>>>>

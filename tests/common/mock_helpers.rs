//! Mock providers and payload types

use qpipe::Product;
use std::sync::atomic::{AtomicUsize, Ordering};
use std::sync::Arc;
use std::time::Duration;

/// Text query payload
#[derive(Debug, Clone, PartialEq, Eq, Hash)]
pub struct TextQuery(pub String);

/// Text product, remembering the query it came from
#[derive(Debug, Clone, PartialEq, Eq, Hash)]
pub struct TextProduct {
    pub value: String,
    pub query: TextQuery,
}

impl Product<TextQuery> for TextProduct {
    fn query(&self) -> Option<&TextQuery> {
        Some(&self.query)
    }
}

/// Integer query payload
#[derive(Debug, Clone, Copy, PartialEq, Eq, Hash)]
pub struct IntQuery(pub i64);

/// Integer product, remembering the query it came from
#[derive(Debug, Clone, PartialEq, Eq, Hash)]
pub struct IntProduct {
    pub value: i64,
    pub query: IntQuery,
}

impl Product<IntQuery> for IntProduct {
    fn query(&self) -> Option<&IntQuery> {
        Some(&self.query)
    }
}

/// Text backend appending `_pong`, optionally slow, counting its calls
#[derive(Debug, Default)]
pub struct PongProvider {
    delay: Option<Duration>,
    /// Queries whose product is withheld
    empty_for: Vec<String>,
    calls: Arc<AtomicUsize>,
}

impl PongProvider {
    pub fn new() -> Self {
        Self::default()
    }

    pub fn slow(delay: Duration) -> Self {
        Self {
            delay: Some(delay),
            ..Self::default()
        }
    }

    /// Produce nothing for `query`
    pub fn empty_for(mut self, query: &str) -> Self {
        self.empty_for.push(query.to_string());
        self
    }

    /// Shared call counter, readable after the provider moved into a service
    pub fn calls(&self) -> Arc<AtomicUsize> {
        self.calls.clone()
    }
}

impl qpipe::Provider<TextQuery, TextProduct> for PongProvider {
    fn fetch(&self, query: &TextQuery) -> anyhow::Result<Option<TextProduct>> {
        self.calls.fetch_add(1, Ordering::SeqCst);
        if let Some(delay) = self.delay {
            std::thread::sleep(delay);
        }
        if self.empty_for.contains(&query.0) {
            return Ok(None);
        }
        Ok(Some(TextProduct {
            value: format!("{}_pong", query.0),
            query: query.clone(),
        }))
    }
}

/// Integer backend multiplying by 1000
#[derive(Debug, Default)]
pub struct ThousandProvider;

impl qpipe::Provider<IntQuery, IntProduct> for ThousandProvider {
    fn fetch(&self, query: &IntQuery) -> anyhow::Result<Option<IntProduct>> {
        Ok(Some(IntProduct {
            value: query.0 * 1000,
            query: *query,
        }))
    }
}

/// Text backend failing for queries starting with `fail`, panicking for `panic`
#[derive(Debug, Default)]
pub struct FlakyProvider;

impl qpipe::Provider<TextQuery, TextProduct> for FlakyProvider {
    fn fetch(&self, query: &TextQuery) -> anyhow::Result<Option<TextProduct>> {
        if query.0.starts_with("fail") {
            anyhow::bail!("backend rejected {}", query.0);
        }
        if query.0 == "panic" {
            panic!("backend crashed");
        }
        Ok(Some(TextProduct {
            value: format!("{}_pong", query.0),
            query: query.clone(),
        }))
    }
}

<<<<

◆ **Task objective**
Repeat each line of the data exactly as it appears above.

◆ **Solution to this problem**
filename tests/common/mock_helpers.rs
//! Mock providers and payload types

use qpipe::Product;
use std::sync::atomic::{AtomicUsize, Ordering};
use std::sync::Arc;
use std::time::Duration;

/// Text query payload
#[derive(Debug, Clone, PartialEq, Eq, Hash)]
pub struct TextQuery(pub String);

/// Text product, remembering the query it came from
#[derive(Debug, Clone, PartialEq, Eq, Hash)]
pub struct TextProduct {
    pub value: String,
    pub query: TextQuery,
}

impl Product<TextQuery> for TextProduct {
    fn query(&self) -> Option<&TextQuery> {
        Some(&self.query)
    }
}

/// Integer query payload
#[derive(Debug, Clone, Copy, PartialEq, Eq, Hash)]
pub struct IntQuery(pub i64);

/// Integer product, remembering the query it came from
#[derive(Debug, Clone, PartialEq, Eq, Hash)]
pub struct IntProduct {
    pub value: i64,
    pub query: IntQuery,
}

impl Product<IntQuery> for IntProduct {
    fn query(&self) -> Option<&IntQuery> {
        Some(&self.query)
    }
}

/// Text backend appending `_pong`, optionally slow, counting its calls
#[derive(Debug, Default)]
pub struct PongProvider {
    delay: Option<Duration>,
    /// Queries whose product is withheld
    empty_for: Vec<String>,
    calls: Arc<AtomicUsize>,
}

impl PongProvider {
    pub fn new() -> Self {
        Self::default()
    }

    pub fn slow(delay: Duration) -> Self {
        Self {
            delay: Some(delay),
            ..Self::default()
        }
    }

    /// Produce nothing for `query`
    pub fn empty_for(mut self, query: &str) -> Self {
        self.empty_for.push(query.to_string());
        self
    }

    /// Shared call counter, readable after the provider moved into a service
    pub fn calls(&self) -> Arc<AtomicUsize> {
        self.calls.clone()
    }
}

impl qpipe::Provider<TextQuery, TextProduct> for PongProvider {
    fn fetch(&self, query: &TextQuery) -> anyhow::Result<Option<TextProduct>> {
        self.calls.fetch_add(1, Ordering::SeqCst);
        if let Some(delay) = self.delay {
            std::thread::sleep(delay);
        }
        if self.empty_for.contains(&query.0) {
            return Ok(None);
        }
        Ok(Some(TextProduct {
            value: format!("{}_pong", query.0),
            query: query.clone(),
        }))
    }
}

/// Integer backend multiplying by 1000
#[derive(Debug, Default)]
pub struct ThousandProvider;

impl qpipe::Provider<IntQuery, IntProduct> for ThousandProvider {
    fn fetch(&self, query: &IntQuery) -> anyhow::Result<Option<IntProduct>> {
        Ok(Some(IntProduct {
            value: query.0 * 1000,
            query: *query,
        }))
    }
}

/// Text backend failing for queries starting with `fail`, panicking for `panic`
#[derive(Debug, Default)]
pub struct FlakyProvider;

impl qpipe::Provider<TextQuery, TextProduct> for FlakyProvider {
    fn fetch(&self, query: &TextQuery) -> anyhow::Result<Option<TextProduct>> {
        if query.0.starts_with("fail") {
            anyhow::bail!("backend rejected {}", query.0);
        }
        if query.0 == "panic" {
            panic!("backend crashed");
        }
        Ok(Some(TextProduct {
            value: format!("{}_pong", query.0),
            query: query.clone(),
        }))
    }
}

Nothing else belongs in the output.